President Trump hammered China for their many sins against the United States on the campaign trail last year, but he took a far different tone with the Communists when he arrived in the White House. Optimistic that he could convince President Xi Jinping to put increased pressure on North Korea, Trump changed his tune and stopped talking about currency manipulation, steel tariffs, and the sovereignty of Taiwan. But after North Korea proved this week that they could hit Alaska with an intercontinental ballistic missile, President Trump appeared to realize that China never had any intention of following through with their promises.
“Trade between China and North Korea grew almost 40% in the first quarter,” Trump tweeted on Wednesday. “So much for China working with us – but we had to give it a try!”
When Trump was still trying to work with China in the early months of his presidency, he attempted to use the carrot of trade negotiations to lure President Xi over to the American way of thinking on North Korea. In a tweet on Wednesday, Trump appeared to go back to the heart of his campaign rhetoric, musing about the lopsided trade deals that benefit governments like the one in Beijing.
“The United States made some of the worst Trade Deals in world history. Why should we continue these deals with countries that do not help us?” Trump wrote.
Of course, Trump didn’t just figure out this week that China’s help had failed to fully materialize. In a tweet on June 20, he said, “While I greatly appreciate the efforts of President Xi & China to help with North Korea, it has not worked out. At least I know China tried!”
Now he may be learning that China’s “trying” was not what it seemed to be. That, in fact, the Communist regime has done everything possible to keep Kim Jong Un afloat while the rest of the world condemns the mad dictator’s quest for nuclear proliferation.

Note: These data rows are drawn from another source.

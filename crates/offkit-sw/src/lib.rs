//! # Offkit SW
//!
//! Offline worker lifecycle controller for the offkit runtime.
//!
//! ## Features
//!
//! - **Lifecycle**: install → activate → fetch-intercept state machine
//! - **Precache**: manifest-driven, all-or-nothing install
//! - **Cache-first fetch**: stored entries served verbatim, no revalidation
//! - **Offline fallback**: designated page for failed navigations
//! - **Registration**: per-scope waiting/active worker slots
//! - **Host shim**: event loop with explicit completion tokens
//!
//! ## Architecture
//!
//! ```text
//! WorkerContainer
//!     └── WorkerRegistration (per scope)
//!             ├── waiting (LifecycleController)
//!             └── active  (LifecycleController)
//!                     │
//!                     └── CacheStorage ── Cache "app-v1" ── RequestKey → CacheEntry
//! ```
//!
//! The controller owns no ambient state: the generation name and manifest
//! are injected at construction, and every handler is an explicit async
//! function whose returned future is the completion token the host awaits.

use std::sync::atomic::{AtomicU64, Ordering};
use std::sync::Arc;

use hashbrown::HashMap;
use serde::{Deserialize, Serialize};
use thiserror::Error;
use tokio::sync::{mpsc, RwLock};
use tracing::{debug, info, warn};
use url::Url;

use offkit_cache::{CacheEntry, CacheError, CacheStorage, RequestKey};
use offkit_common::{FetchRequest, NetworkResponse};
use offkit_net::{NetError, NetworkAgent};

pub mod host;
pub mod registration;

pub use host::{spawn_worker, HostHandle};
pub use registration::{WorkerContainer, WorkerRegistration};

// ==================== Errors ====================

/// Errors from the worker lifecycle.
#[derive(Error, Debug)]
pub enum SwError {
    #[error("Invalid state: {0}")]
    InvalidState(String),

    #[error("Config error: {0}")]
    Config(String),

    #[error("Cache error: {0}")]
    Cache(#[from] CacheError),

    #[error("Network error: {0}")]
    Network(#[from] NetError),

    #[error("No registration for scope: {0}")]
    NotRegistered(String),

    #[error("Worker task terminated")]
    Terminated,
}

// ==================== Types ====================

/// Unique identifier for a worker instance.
#[derive(Debug, Clone, Copy, PartialEq, Eq, Hash)]
pub struct WorkerId(u64);

impl WorkerId {
    fn new() -> Self {
        static COUNTER: AtomicU64 = AtomicU64::new(1);
        Self(COUNTER.fetch_add(1, Ordering::Relaxed))
    }
}

/// Lifecycle state of a worker.
///
/// Transitions are driven by the host delivering install/activate events;
/// the controller never advances itself.
#[derive(Debug, Clone, Copy, PartialEq, Eq, Serialize, Deserialize, Default)]
pub enum WorkerState {
    /// No install attempted yet.
    #[default]
    Uninstalled,
    /// Install event running (precache in flight).
    Installing,
    /// Precache complete, waiting for activation.
    Installed,
    /// Activate event running (stale generations being pruned).
    Activating,
    /// Controlling fetches.
    Active,
    /// Replaced, or install failed.
    Redundant,
}

// ==================== Precache Manifest ====================

/// Static configuration for one worker version.
///
/// `resources` are paths resolved against `scope`; `offline_page` is
/// precached alongside them and remembered as the fallback for failed
/// navigations.
#[derive(Debug, Clone, Serialize, Deserialize)]
pub struct PrecacheManifest {
    /// Cache generation this version owns (e.g. "app-v2").
    pub generation: String,

    /// Origin plus path prefix the worker controls.
    pub scope: Url,

    /// Paths to fetch and store at install time.
    pub resources: Vec<String>,

    /// Path of the offline fallback page.
    pub offline_page: String,
}

impl PrecacheManifest {
    /// Create a manifest.
    pub fn new(
        generation: impl Into<String>,
        scope: Url,
        resources: Vec<String>,
        offline_page: impl Into<String>,
    ) -> Self {
        Self {
            generation: generation.into(),
            scope,
            resources,
            offline_page: offline_page.into(),
        }
    }

    /// Load a manifest from a JSON file.
    pub async fn from_json_file(path: &std::path::Path) -> Result<Self, SwError> {
        let bytes = tokio::fs::read(path)
            .await
            .map_err(|e| SwError::Config(format!("{}: {}", path.display(), e)))?;
        serde_json::from_slice(&bytes)
            .map_err(|e| SwError::Config(format!("{}: {}", path.display(), e)))
    }

    /// Absolute URLs of everything to precache. The offline page is always
    /// included, whether or not `resources` lists it.
    pub fn resource_urls(&self) -> Result<Vec<Url>, SwError> {
        let mut paths: Vec<&str> = self.resources.iter().map(String::as_str).collect();
        if !paths.contains(&self.offline_page.as_str()) {
            paths.push(&self.offline_page);
        }
        paths.into_iter().map(|p| self.resolve(p)).collect()
    }

    /// Absolute URL of the offline fallback page.
    pub fn offline_url(&self) -> Result<Url, SwError> {
        self.resolve(&self.offline_page)
    }

    fn resolve(&self, path: &str) -> Result<Url, SwError> {
        self.scope
            .join(path)
            .map_err(|e| SwError::Config(format!("bad resource path {path:?}: {e}")))
    }
}

// ==================== Fetch Outcome ====================

/// Where a fetch response came from.
#[derive(Debug, Clone, Copy, PartialEq, Eq)]
pub enum ServedFrom {
    /// Precached entry for the request itself.
    Cache,
    /// Live network response (never written back).
    Network,
    /// The offline fallback page.
    OfflineFallback,
}

/// Response produced by the fetch-intercept handler.
#[derive(Debug, Clone)]
pub struct FetchOutcome {
    /// Status code.
    pub status: u16,

    /// Status reason phrase.
    pub status_text: String,

    /// Response headers.
    pub headers: HashMap<String, String>,

    /// Response body.
    pub body: Vec<u8>,

    /// Provenance of the response.
    pub served_from: ServedFrom,
}

impl FetchOutcome {
    /// Serve a cached entry verbatim.
    fn from_entry(entry: &CacheEntry, served_from: ServedFrom) -> Self {
        Self {
            status: entry.status,
            status_text: entry.status_text.clone(),
            headers: entry.headers.clone(),
            body: entry.body.clone(),
            served_from,
        }
    }

    /// Pass a network response through.
    fn from_network(response: NetworkResponse) -> Self {
        Self {
            status: response.status,
            status_text: response.status_text,
            headers: response.headers,
            body: response.body,
            served_from: ServedFrom::Network,
        }
    }
}

// ==================== Events ====================

/// Notifications emitted as workers move through their lifecycle.
#[derive(Debug, Clone)]
pub enum SwEvent {
    /// A worker changed state.
    StateChange {
        worker: WorkerId,
        generation: String,
        state: WorkerState,
    },
    /// A new worker version was registered for a scope.
    UpdateFound { scope: String },
    /// Install finished precaching.
    PrecacheComplete {
        generation: String,
        resources: usize,
    },
    /// Activate pruned stale generations.
    StaleGenerationsDeleted {
        generation: String,
        deleted: Vec<String>,
    },
    /// A failed navigation was answered with the offline page.
    OfflineFallbackServed { url: String },
}

// ==================== Lifecycle Controller ====================

/// One worker version: a state machine over an injected manifest, cache
/// storage handle, and network agent.
pub struct LifecycleController {
    id: WorkerId,
    manifest: PrecacheManifest,
    caches: Arc<RwLock<CacheStorage>>,
    network: Arc<dyn NetworkAgent>,
    state: WorkerState,
    error: Option<String>,
    events: Option<mpsc::UnboundedSender<SwEvent>>,
}

impl LifecycleController {
    /// Create a controller in the `Uninstalled` state.
    pub fn new(
        manifest: PrecacheManifest,
        caches: Arc<RwLock<CacheStorage>>,
        network: Arc<dyn NetworkAgent>,
    ) -> Self {
        Self {
            id: WorkerId::new(),
            manifest,
            caches,
            network,
            state: WorkerState::Uninstalled,
            error: None,
            events: None,
        }
    }

    /// Attach an event sink.
    pub fn with_events(mut self, events: mpsc::UnboundedSender<SwEvent>) -> Self {
        self.events = Some(events);
        self
    }

    /// Worker ID.
    pub fn id(&self) -> WorkerId {
        self.id
    }

    /// Current state.
    pub fn state(&self) -> WorkerState {
        self.state
    }

    /// Generation this version owns.
    pub fn generation(&self) -> &str {
        &self.manifest.generation
    }

    /// Scope this version controls.
    pub fn scope(&self) -> &Url {
        &self.manifest.scope
    }

    /// Error message from a failed install, if any.
    pub fn last_error(&self) -> Option<&str> {
        self.error.as_deref()
    }

    fn set_state(&mut self, state: WorkerState) {
        debug!(worker = self.id.0, generation = %self.manifest.generation, ?state, "worker state change");
        self.state = state;
        self.emit(SwEvent::StateChange {
            worker: self.id,
            generation: self.manifest.generation.clone(),
            state,
        });
    }

    fn emit(&self, event: SwEvent) {
        if let Some(ref tx) = self.events {
            let _ = tx.send(event);
        }
    }

    /// Mark this worker redundant (replaced by a newer version).
    pub(crate) fn retire(&mut self) {
        self.set_state(WorkerState::Redundant);
    }

    /// Install: open the configured generation and precache the manifest.
    ///
    /// Single attempt. On failure a generation created by this install is
    /// rolled back, the worker goes `Redundant`, and the host is expected
    /// to retry with a fresh worker.
    pub async fn handle_install(&mut self) -> Result<(), SwError> {
        if self.state != WorkerState::Uninstalled {
            return Err(SwError::InvalidState(format!(
                "install delivered in {:?}",
                self.state
            )));
        }
        self.set_state(WorkerState::Installing);

        let urls = self.manifest.resource_urls()?;
        info!(generation = %self.manifest.generation, resources = urls.len(), "installing worker");

        let (result, created) = {
            let mut caches = self.caches.write().await;
            let created = !caches.has(&self.manifest.generation);
            let cache = caches.open(&self.manifest.generation);
            (cache.add_all(self.network.as_ref(), &urls).await, created)
        };

        match result {
            Ok(()) => {
                self.emit(SwEvent::PrecacheComplete {
                    generation: self.manifest.generation.clone(),
                    resources: urls.len(),
                });
                self.set_state(WorkerState::Installed);
                Ok(())
            }
            Err(e) => {
                // Roll back a generation this install created; one that
                // predates it still holds a complete set and is kept.
                if created {
                    self.caches.write().await.delete(&self.manifest.generation);
                }
                warn!(generation = %self.manifest.generation, error = %e, "install failed");
                self.error = Some(e.to_string());
                self.set_state(WorkerState::Redundant);
                Err(e.into())
            }
        }
    }

    /// Activate: delete every generation other than this worker's own.
    pub async fn handle_activate(&mut self) -> Result<(), SwError> {
        if self.state != WorkerState::Installed {
            return Err(SwError::InvalidState(format!(
                "activate delivered in {:?}",
                self.state
            )));
        }
        self.set_state(WorkerState::Activating);

        let deleted = {
            let mut caches = self.caches.write().await;
            let stale: Vec<String> = caches
                .generation_names()
                .into_iter()
                .filter(|name| name != &self.manifest.generation)
                .collect();
            for name in &stale {
                caches.delete(name);
            }
            stale
        };

        if !deleted.is_empty() {
            info!(generation = %self.manifest.generation, ?deleted, "pruned stale generations");
        }
        self.emit(SwEvent::StaleGenerationsDeleted {
            generation: self.manifest.generation.clone(),
            deleted,
        });
        self.set_state(WorkerState::Active);
        Ok(())
    }

    /// Fetch-intercept: cache-first within this worker's generation, then
    /// network, then the offline page for failed navigations.
    ///
    /// Network responses are never written back; only the precache manifest
    /// populates the cache.
    pub async fn handle_fetch(&self, request: &FetchRequest) -> Result<FetchOutcome, SwError> {
        if self.state != WorkerState::Active {
            return Err(SwError::InvalidState(format!(
                "fetch delivered in {:?}",
                self.state
            )));
        }

        let key = RequestKey::for_request(request);
        {
            let caches = self.caches.read().await;
            if let Some(entry) = caches
                .get(&self.manifest.generation)
                .and_then(|cache| cache.match_request(&key))
            {
                debug!(url = %request.url, "serving from cache");
                return Ok(FetchOutcome::from_entry(entry, ServedFrom::Cache));
            }
        }

        match self.network.fetch(request).await {
            Ok(response) => {
                debug!(url = %request.url, status = response.status, "serving from network");
                Ok(FetchOutcome::from_network(response))
            }
            Err(e) => {
                if request.is_navigation() {
                    let offline_key = RequestKey::get(&self.manifest.offline_url()?);
                    let caches = self.caches.read().await;
                    if let Some(entry) = caches
                        .get(&self.manifest.generation)
                        .and_then(|cache| cache.match_request(&offline_key))
                    {
                        warn!(url = %request.url, "network down, serving offline page");
                        self.emit(SwEvent::OfflineFallbackServed {
                            url: request.url.to_string(),
                        });
                        return Ok(FetchOutcome::from_entry(entry, ServedFrom::OfflineFallback));
                    }
                }
                warn!(url = %request.url, error = %e, "fetch failed with no fallback");
                Err(e.into())
            }
        }
    }
}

And unfortunately, this week’s demonstration of ICBM technology means the calculus on North Korea has changed. With Pyongyang capable of hitting Alaska with an intercontinental strike, it is no longer even theoretically feasible for the U.S. to launch a pre-emptive attack on the regime. And, if North Korea’s leader is to be believed, he is no longer interested in any negotiations that have as their goal his country’s de-nuclearization.
Kim Jong Un said North Korea “would neither put its nukes and ballistic rockets on the table of negotiations in any case nor flinch even an inch from the road of bolstering the nuclear force chosen by itself unless the U.S. hostile policy and nuclear threat to the DPRK are definitely terminated.”
The good options, if there ever were any, are now off the table. Let us pray that President Trump has the wisdom to find the best in an increasingly-bad situation.